An important consequence of demographic pressure is the rapid unsustainable consumption of living resources, preventing their renewal, with many species being put at serious risk due to overexploitation, particularly those affected by illegal, unregulated, or unreported fishing or, in best case scenarios, due to nonselective and ineffective practices. These threats to the ocean require the development of new modes of cooperation and the implementation of adaptable measures and effective management principles. Today, there is an avenue of strategic thinking regarding the conceptualization of policies for the governance, management, and enhancement of oceans on a global scale.

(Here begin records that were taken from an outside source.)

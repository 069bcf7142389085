//! Survivor Sim headless runner
//!
//! Drives the simulation with scripted movement at 60 fps, always taking
//! the first skill offered, and logs a summary at the end.
//!
//! Usage: `survivor-sim [seed] [seconds] [settings.json]`

use survivor_sim::Settings;
use survivor_sim::sim::{SimObserver, SimulationState, TickInput};

const FRAME: f64 = 1.0 / 60.0;

/// Logs events as they arrive and counts level-ups needing a pick
#[derive(Default)]
struct LogObserver {
    pending_picks: u32,
    game_over: bool,
}

impl SimObserver for LogObserver {
    fn on_level_up(&mut self, level: u32) {
        log::debug!("Level {level} reached, choosing a skill");
        self.pending_picks += 1;
    }

    fn on_game_over(&mut self) {
        self.game_over = true;
    }
}

#[cfg(not(target_arch = "wasm32"))]
fn main() {
    env_logger::init();

    let mut args = std::env::args().skip(1);
    let seed = args.next().and_then(|s| s.parse().ok()).unwrap_or(42);
    let seconds: f64 = args.next().and_then(|s| s.parse().ok()).unwrap_or(60.0);
    let settings = match args.next() {
        Some(path) => Settings::load_from(path),
        None => Settings::default(),
    };

    log::info!("Survivor Sim (headless) seed={seed} duration={seconds:.0}s");
    let mut state = SimulationState::new(seed, settings, 0.0);
    let mut observer = LogObserver::default();

    let frames = (seconds / FRAME).ceil() as u64;
    for frame in 0..frames {
        let t = frame as f64 * FRAME;
        // Slow circle around the origin
        let input = TickInput::new((t * 0.6).cos(), (t * 0.6).sin());
        state.advance(&input, t);
        state.dispatch_events(&mut observer);

        while observer.pending_picks > 0 {
            observer.pending_picks -= 1;
            if let Some(skill) = state.select_skill(0) {
                log::info!("Picked {} (tier {})", skill.name, skill.tier);
            }
            state.dispatch_events(&mut observer);
        }
        if observer.game_over {
            break;
        }
    }

    let stats = &state.run_stats;
    log::info!(
        "Run finished at {:.1}s: level {}, {} kills, {:.0} dealt, {:.0} taken, rating {:.0} ({})",
        state.now - state.start_time,
        state.player.level,
        stats.kills,
        stats.damage_dealt,
        stats.damage_taken,
        state.combat.rating_smooth,
        state.combat.tier,
    );
}

#[cfg(target_arch = "wasm32")]
fn main() {
    // The library is driven by the host page on wasm
}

Oceans cover about 72% of the surface of our planet, displaying a high biodiversity that includes animals, seagrasses, macro- and microalgae, bacteria, cyanobacteria, archaebacteria, and viruses. In short, all the major domains of life are present in this global habitat, which has varied ecosystems, from chasms more than 11,000 m deep and mid-ocean hydrothermal vents to salt flats where microscopic cells can survive concentrations of salt close to their saturation point.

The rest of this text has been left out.